En la Biblioteca de Carpentras hay de Fr. Anselmo otras coplas sobre la vida de los marineros y un diálogo en prosa que empieza: «¿De qué es fondat lo castell d'amor?...» (1140)
Compuso además Fr. Anselmo una obra alegórico-satírica cuyo original no parece, aunque consta que se imprimió en Barcelona, 1509, con el rótulo de Disputa del Ase contra frare Enselme Turmeda sobre la natura et nobleza dels animals. Tan rara como el libro catalán es la traducción castellana, que sólo se halla citada en los antiguos índices expurgatorios: Libro llamado del «asno», de Fr. Anselmo Turmeda. Hay que recurrir, pues, a la traducción francesa, que también anda muy escasa y se encabeza: La disputation de l'asne contra frère Anselme Turmeda sur la nature et noblesse des animaux, faite et ordonnée par le dit frère Anselme en la cité de Tunnies, l'an [653] 1417. Traduicte de vulgaire Hespagnol en langue francois. Lyon, par Laurens Buyson, 1548; reimpresa en París, 1554 (1141).
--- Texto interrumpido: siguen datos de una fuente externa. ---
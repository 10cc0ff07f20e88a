#![allow(dead_code)]

use async_trait::async_trait;
use std::sync::{Arc, Mutex};
use twilio_sms_core::{
    Dispatcher, MessageReceipt, OutboundMessage, ProviderError, Result, SmsProvider,
};

pub const FROM_NUMBER: &str = "+15550001111";

/// Provider stand-in that records calls and replies with a fixed outcome
#[derive(Default)]
pub struct StubProvider {
    calls: Mutex<Vec<OutboundMessage>>,
    fail_with: Option<String>,
}

impl StubProvider {
    pub fn failing(message: &str) -> Self {
        Self {
            calls: Mutex::default(),
            fail_with: Some(message.to_string()),
        }
    }

    pub fn calls(&self) -> Vec<OutboundMessage> {
        self.calls.lock().unwrap().clone()
    }
}

#[async_trait]
impl SmsProvider for StubProvider {
    async fn create_message(&self, message: &OutboundMessage) -> Result<MessageReceipt> {
        self.calls.lock().unwrap().push(message.clone());
        match &self.fail_with {
            Some(msg) => Err(ProviderError::Api {
                status: 401,
                code: Some(20003),
                message: msg.clone(),
            }),
            None => Ok(MessageReceipt {
                sid: "SM123".to_string(),
                status: Some("queued".to_string()),
            }),
        }
    }
}

/// Dispatcher wired to a stub, plus a handle on the stub for assertions
pub fn stub_dispatcher(provider: StubProvider) -> (Arc<StubProvider>, Dispatcher) {
    let provider = Arc::new(provider);
    let dispatcher = Dispatcher::new(provider.clone(), FROM_NUMBER);
    (provider, dispatcher)
}
mod common;

use axum::body::{to_bytes, Body};
use axum::http::{header, Request, StatusCode};
use axum::Router;
use common::{stub_dispatcher, StubProvider, FROM_NUMBER};
use serde_json::{json, Value};
use std::sync::Arc;
use tower::ServiceExt;
use twilio_sms_server::http;

fn setup(provider: StubProvider) -> (Arc<StubProvider>, Router) {
    let (provider, dispatcher) = stub_dispatcher(provider);
    (provider, http::router(dispatcher))
}

async fn post_json(app: Router, uri: &str, body: &str) -> (StatusCode, Value) {
    let response = app
        .oneshot(
            Request::builder()
                .method("POST")
                .uri(uri)
                .header(header::CONTENT_TYPE, "application/json")
                .body(Body::from(body.to_string()))
                .unwrap(),
        )
        .await
        .unwrap();

    let status = response.status();
    let bytes = to_bytes(response.into_body(), usize::MAX).await.unwrap();
    (status, serde_json::from_slice(&bytes).unwrap())
}

async fn get_json(app: Router, uri: &str) -> (StatusCode, Value) {
    let response = app
        .oneshot(Request::builder().uri(uri).body(Body::empty()).unwrap())
        .await
        .unwrap();

    let status = response.status();
    let bytes = to_bytes(response.into_body(), usize::MAX).await.unwrap();
    (status, serde_json::from_slice(&bytes).unwrap())
}

#[tokio::test]
async fn test_health() {
    let (_provider, app) = setup(StubProvider::default());

    let (status, body) = get_json(app, "/health").await;
    assert_eq!(status, StatusCode::OK);
    assert_eq!(body, json!({ "status": "ok", "service": "Twilio SMS API" }));
}

#[tokio::test]
async fn test_index_lists_endpoints() {
    let (_provider, app) = setup(StubProvider::default());

    let (status, body) = get_json(app, "/").await;
    assert_eq!(status, StatusCode::OK);
    assert_eq!(body["service"], "Twilio SMS API");
    assert!(body["endpoints"]["GET /health"].is_string());
    assert!(body["endpoints"]["POST /send-sms"].is_string());
    assert!(body["endpoints"]["POST /send-greeting"].is_string());
    assert_eq!(body["example"]["sendSms"]["url"], "/send-sms");
}

#[tokio::test]
async fn test_send_sms_success() {
    let (provider, app) = setup(StubProvider::default());

    let (status, body) = post_json(
        app,
        "/send-sms",
        r#"{"to":"+11234567890","message":"hi"}"#,
    )
    .await;

    assert_eq!(status, StatusCode::OK);
    assert_eq!(body["success"], true);
    assert_eq!(body["message"], "Message sent successfully");
    assert_eq!(body["messageSid"], "SM123");
    assert_eq!(body["to"], "+11234567890");
    assert_eq!(body["from"], FROM_NUMBER);

    let calls = provider.calls();
    assert_eq!(calls.len(), 1);
    assert_eq!(calls[0].body, "hi");
}

#[tokio::test]
async fn test_send_sms_rejects_number_without_plus() {
    let (provider, app) = setup(StubProvider::default());

    let (status, body) =
        post_json(app, "/send-sms", r#"{"to":"1234567890","message":"hi"}"#).await;

    assert_eq!(status, StatusCode::BAD_REQUEST);
    assert!(body["error"].as_str().unwrap().contains("E.164 format"));
    assert!(provider.calls().is_empty());
}

#[tokio::test]
async fn test_send_sms_schema_failures() {
    for payload in [
        r#"{"to":"+11234567890"}"#,
        r#"{"to":12345,"message":"hi"}"#,
        r#"not json"#,
    ] {
        let (provider, app) = setup(StubProvider::default());
        let (status, body) = post_json(app, "/send-sms", payload).await;

        assert_eq!(status, StatusCode::BAD_REQUEST, "payload: {payload}");
        assert_eq!(body["error"], "Invalid request data");
        assert!(body["details"].is_string());
        assert!(provider.calls().is_empty());
    }
}

#[tokio::test]
async fn test_send_sms_provider_failure() {
    let (_provider, app) = setup(StubProvider::failing("Authenticate"));

    let (status, body) = post_json(
        app,
        "/send-sms",
        r#"{"to":"+11234567890","message":"hi"}"#,
    )
    .await;

    assert_eq!(status, StatusCode::INTERNAL_SERVER_ERROR);
    assert_eq!(
        body,
        json!({ "error": "Failed to send message", "details": "Authenticate" })
    );
}

/// Empty bodies pass straight through to the provider
#[tokio::test]
async fn test_send_sms_empty_message_forwarded() {
    let (provider, app) = setup(StubProvider::default());

    let (status, _body) =
        post_json(app, "/send-sms", r#"{"to":"+11234567890","message":""}"#).await;

    assert_eq!(status, StatusCode::OK);
    assert_eq!(provider.calls()[0].body, "");
}

#[tokio::test]
async fn test_send_greeting_default_template() {
    let (provider, app) = setup(StubProvider::default());

    let (status, body) = post_json(
        app,
        "/send-greeting",
        r#"{"to":"+11234567890","occasion":"birthday"}"#,
    )
    .await;

    assert_eq!(status, StatusCode::OK);
    assert_eq!(body["success"], true);
    assert_eq!(body["message"], "Greeting sent successfully");
    assert_eq!(body["messageSid"], "SM123");
    assert_eq!(body["occasion"], "birthday");
    assert_eq!(body["to"], "+11234567890");

    let calls = provider.calls();
    assert_eq!(calls.len(), 1);
    assert_eq!(
        calls[0].body,
        "Wishing you a wonderful birthday! Hope your day is filled with joy and happiness."
    );
}

#[tokio::test]
async fn test_send_greeting_custom_message() {
    let (provider, app) = setup(StubProvider::default());

    let (status, _body) = post_json(
        app,
        "/send-greeting",
        r#"{"to":"+11234567890","occasion":"anniversary","customMessage":"Ten years!"}"#,
    )
    .await;

    assert_eq!(status, StatusCode::OK);
    assert_eq!(provider.calls()[0].body, "Ten years!");
}

#[tokio::test]
async fn test_send_greeting_missing_fields() {
    for payload in [
        r#"{"to":"+11234567890"}"#,
        r#"{"occasion":"birthday"}"#,
        r#"{"to":"","occasion":"birthday"}"#,
    ] {
        let (provider, app) = setup(StubProvider::default());
        let (status, body) = post_json(app, "/send-greeting", payload).await;

        assert_eq!(status, StatusCode::BAD_REQUEST, "payload: {payload}");
        assert_eq!(body["error"], "Missing required fields: 'to' and 'occasion'");
        assert!(provider.calls().is_empty());
    }
}

#[tokio::test]
async fn test_send_greeting_invalid_number() {
    let (provider, app) = setup(StubProvider::default());

    let (status, body) = post_json(
        app,
        "/send-greeting",
        r#"{"to":"5551234","occasion":"birthday"}"#,
    )
    .await;

    assert_eq!(status, StatusCode::BAD_REQUEST);
    assert_eq!(
        body["error"],
        "Phone number must be in E.164 format (e.g., +11234567890)"
    );
    assert!(provider.calls().is_empty());
}

#[tokio::test]
async fn test_send_greeting_provider_failure() {
    let (_provider, app) = setup(StubProvider::failing("Queue overflow"));

    let (status, body) = post_json(
        app,
        "/send-greeting",
        r#"{"to":"+11234567890","occasion":"holiday"}"#,
    )
    .await;

    assert_eq!(status, StatusCode::INTERNAL_SERVER_ERROR);
    assert_eq!(body["error"], "Failed to send greeting");
    assert_eq!(body["details"], "Queue overflow");
}

#[tokio::test]
async fn test_cors_allows_any_origin() {
    let (_provider, app) = setup(StubProvider::default());

    let response = app
        .oneshot(
            Request::builder()
                .uri("/health")
                .header(header::ORIGIN, "https://example.org")
                .body(Body::empty())
                .unwrap(),
        )
        .await
        .unwrap();

    assert_eq!(
        response.headers().get(header::ACCESS_CONTROL_ALLOW_ORIGIN).unwrap(),
        "*"
    );
}
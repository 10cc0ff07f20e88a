use crate::error::Result;
use crate::models::{MessageReceipt, OutboundMessage};
use async_trait::async_trait;

/// The external "create message" operation
///
/// Implementations must be safe to share across concurrent requests; each
/// call is one independent outbound send attempt.
#[async_trait]
pub trait SmsProvider: Send + Sync {
    async fn create_message(&self, message: &OutboundMessage) -> Result<MessageReceipt>;
}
La traza del libro es ingeniosa y muy del gusto de la Edad Media. El autor se pierde en un bosque, donde halla congregados a los animales y se ve precisado a disputar con un asno que le prueba las excelencias de los animales sobre el hombre. La vis satírica de Fr. Anselmo se toma en esta discusión muchos ensanches, sobre todo en la censura de los religiosos de su tiempo, sin acordarse que su tejado era de vidrio. Ésta debió de ser la causa de la prohibición del Libro del asno, que está escrito con verdadera agudeza.
Imitóle Nicolás Macchiavelli en su poema en tercetos Dell'asino d'oro (1142), que muchos, guiados por el sonsonete del título, creen mera paráfrasis de Apuleyo. El capítulo 8, sobre todo, está inspirado en la Disputa de Turmeda (1143).
Todas las noticias que tenemos de Garci Ferrandes de Gerena resultan de las rúbricas del Cancionero de Baena: «Aquí se comienzan las cantigas e desires que fizo e ordenó en su tiempo Garci Ferrandes, el qual, por sus pecados e grand desaventura, enamoróse de una juglara que avia sido mora, pensando que ella tenía mucho tesoro e otrosy porque era mujer vistosa, pedióla por muger al Rey e diógela; pero después falló que non tenía nada.» Después de este engaño despidióse del mundo e púsosse beato en una ermita cabe Jerena... enfingiendo de muy devoto contra Dios. Allí hizo varias poesías místicas, entre ellas una graciosa canción a la Virgen:
Virgen; flor d'spina,
siempre te serví,
santa cosa e dina,
ruega a Dios por mí...
Pero (como dice Baena) otra maldad tenía Garci Ferrandes en su corazón, y, poniendo en obra su feo e desventurado pensamiento, tomó su mujer, disiendo que yba en romería a Jerusalén, e metiósse en una nao, e llegado a Málaga quedósse ende con su mujer..., e después se fue a Granada con su mujer e con sus fijos, e se tornó moro, e venced la fe de Jesu Christo e dix mucho mal de ella, e estando en Granada enamorósse de una hermana de su mujer, e siguióla tanto, que la ovo e usó con ella. Y aun le compuso una cantiga, no mala, que anda en el Cancionero. Viejo ya y cargado de hijos volvió a Castilla [654] y a la fe, no sin que los demás trovadores le recibiesen con pesadas burlas. Baena trae un decir de Alfonso Álvarez de Villasandino contra Garci Ferrandes en gallego:
Ya non te podes chamar perdidoso, etc.
Las obras de este pecador se reducen a doce cantigas, unas gallegas y otras castellanas con resabios gallegos. Tienen bastante armonía y halago (1144). Floreció en tiempo de D. Juan I.
También Fr. Alonso de Mella, el dogmatizador de los fratricelli de Durango, renegó en morería con muchos de sus secuaces.
De los moriscos hablaré en el volumen que sigue.